### Exercise details
Transcribe the listing word for word. Begin at its first line and end with the line containing "let rng = match".

══ Data shown

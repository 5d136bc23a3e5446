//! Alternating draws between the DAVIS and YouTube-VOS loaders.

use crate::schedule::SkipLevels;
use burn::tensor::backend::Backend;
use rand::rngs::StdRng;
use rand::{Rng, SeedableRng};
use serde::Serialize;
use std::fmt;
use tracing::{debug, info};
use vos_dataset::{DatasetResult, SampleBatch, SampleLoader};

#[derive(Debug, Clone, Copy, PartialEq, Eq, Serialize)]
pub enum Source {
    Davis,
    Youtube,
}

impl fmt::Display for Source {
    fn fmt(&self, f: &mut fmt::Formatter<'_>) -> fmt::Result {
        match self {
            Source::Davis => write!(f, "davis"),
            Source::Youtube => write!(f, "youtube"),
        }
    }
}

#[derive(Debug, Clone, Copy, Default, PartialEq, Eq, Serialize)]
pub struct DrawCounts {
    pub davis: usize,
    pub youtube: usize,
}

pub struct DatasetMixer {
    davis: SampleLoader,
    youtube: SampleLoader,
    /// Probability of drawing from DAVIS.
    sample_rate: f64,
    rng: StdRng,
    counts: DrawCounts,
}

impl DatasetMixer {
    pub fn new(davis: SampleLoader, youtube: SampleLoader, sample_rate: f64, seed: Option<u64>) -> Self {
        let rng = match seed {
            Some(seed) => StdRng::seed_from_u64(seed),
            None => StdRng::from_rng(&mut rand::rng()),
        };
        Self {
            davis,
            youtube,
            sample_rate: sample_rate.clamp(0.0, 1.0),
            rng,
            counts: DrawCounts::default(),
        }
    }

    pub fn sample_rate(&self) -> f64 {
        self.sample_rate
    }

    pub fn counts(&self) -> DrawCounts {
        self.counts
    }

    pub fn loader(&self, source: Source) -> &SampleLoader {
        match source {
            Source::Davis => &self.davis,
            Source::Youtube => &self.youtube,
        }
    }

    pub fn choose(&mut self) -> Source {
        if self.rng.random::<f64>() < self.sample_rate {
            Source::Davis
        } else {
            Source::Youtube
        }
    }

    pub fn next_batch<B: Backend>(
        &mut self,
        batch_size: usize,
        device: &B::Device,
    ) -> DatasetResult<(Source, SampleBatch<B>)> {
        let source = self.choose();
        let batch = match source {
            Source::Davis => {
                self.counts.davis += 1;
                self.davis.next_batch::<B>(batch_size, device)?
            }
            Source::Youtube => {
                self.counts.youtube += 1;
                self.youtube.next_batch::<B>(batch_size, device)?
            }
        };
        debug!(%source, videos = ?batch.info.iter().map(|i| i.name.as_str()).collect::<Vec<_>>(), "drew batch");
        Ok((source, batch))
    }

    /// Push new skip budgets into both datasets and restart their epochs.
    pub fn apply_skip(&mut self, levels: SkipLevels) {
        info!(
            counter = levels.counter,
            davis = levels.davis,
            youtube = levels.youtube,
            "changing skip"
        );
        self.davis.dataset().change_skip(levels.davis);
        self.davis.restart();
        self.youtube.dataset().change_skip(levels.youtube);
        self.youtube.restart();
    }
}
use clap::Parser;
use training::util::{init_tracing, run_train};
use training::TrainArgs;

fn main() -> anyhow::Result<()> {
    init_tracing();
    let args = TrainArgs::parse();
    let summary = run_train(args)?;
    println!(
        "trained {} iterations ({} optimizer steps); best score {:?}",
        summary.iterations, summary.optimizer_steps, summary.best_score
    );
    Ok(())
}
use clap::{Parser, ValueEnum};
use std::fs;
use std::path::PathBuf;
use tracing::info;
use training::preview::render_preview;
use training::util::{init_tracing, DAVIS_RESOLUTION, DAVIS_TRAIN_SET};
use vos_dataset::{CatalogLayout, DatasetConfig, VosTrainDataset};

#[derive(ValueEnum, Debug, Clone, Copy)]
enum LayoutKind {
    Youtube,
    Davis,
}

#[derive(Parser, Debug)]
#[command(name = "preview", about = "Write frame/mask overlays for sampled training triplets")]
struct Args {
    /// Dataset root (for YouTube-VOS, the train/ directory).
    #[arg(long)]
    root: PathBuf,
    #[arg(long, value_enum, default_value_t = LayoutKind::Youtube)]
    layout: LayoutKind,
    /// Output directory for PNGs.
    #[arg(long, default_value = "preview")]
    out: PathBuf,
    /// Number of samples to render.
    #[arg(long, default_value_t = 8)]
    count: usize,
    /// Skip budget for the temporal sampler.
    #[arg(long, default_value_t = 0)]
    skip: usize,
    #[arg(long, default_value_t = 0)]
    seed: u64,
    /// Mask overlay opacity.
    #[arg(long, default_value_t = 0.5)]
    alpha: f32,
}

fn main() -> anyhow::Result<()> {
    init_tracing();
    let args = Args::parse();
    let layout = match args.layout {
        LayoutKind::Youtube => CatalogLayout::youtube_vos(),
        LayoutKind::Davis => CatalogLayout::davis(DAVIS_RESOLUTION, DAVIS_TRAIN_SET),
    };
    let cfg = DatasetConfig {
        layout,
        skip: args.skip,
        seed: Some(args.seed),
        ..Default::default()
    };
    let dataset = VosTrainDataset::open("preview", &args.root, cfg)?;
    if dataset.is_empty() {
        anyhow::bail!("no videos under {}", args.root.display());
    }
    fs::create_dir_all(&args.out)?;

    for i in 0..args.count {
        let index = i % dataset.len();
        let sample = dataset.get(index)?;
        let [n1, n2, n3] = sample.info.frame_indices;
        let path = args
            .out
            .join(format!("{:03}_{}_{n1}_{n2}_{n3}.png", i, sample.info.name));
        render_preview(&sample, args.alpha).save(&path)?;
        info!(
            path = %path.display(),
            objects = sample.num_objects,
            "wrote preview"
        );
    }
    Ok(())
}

════

### Task result
repository 5d136bc23a3e5446
//! Alternating draws between the DAVIS and YouTube-VOS loaders.

use crate::schedule::SkipLevels;
use burn::tensor::backend::Backend;
use rand::rngs::StdRng;
use rand::{Rng, SeedableRng};
use serde::Serialize;
use std::fmt;
use tracing::{debug, info};
use vos_dataset::{DatasetResult, SampleBatch, SampleLoader};

#[derive(Debug, Clone, Copy, PartialEq, Eq, Serialize)]
pub enum Source {
    Davis,
    Youtube,
}

impl fmt::Display for Source {
    fn fmt(&self, f: &mut fmt::Formatter<'_>) -> fmt::Result {
        match self {
            Source::Davis => write!(f, "davis"),
            Source::Youtube => write!(f, "youtube"),
        }
    }
}

#[derive(Debug, Clone, Copy, Default, PartialEq, Eq, Serialize)]
pub struct DrawCounts {
    pub davis: usize,
    pub youtube: usize,
}

pub struct DatasetMixer {
    davis: SampleLoader,
    youtube: SampleLoader,
    /// Probability of drawing from DAVIS.
    sample_rate: f64,
    rng: StdRng,
    counts: DrawCounts,
}

impl DatasetMixer {
    pub fn new(davis: SampleLoader, youtube: SampleLoader, sample_rate: f64, seed: Option<u64>) -> Self {
        let rng = match seed {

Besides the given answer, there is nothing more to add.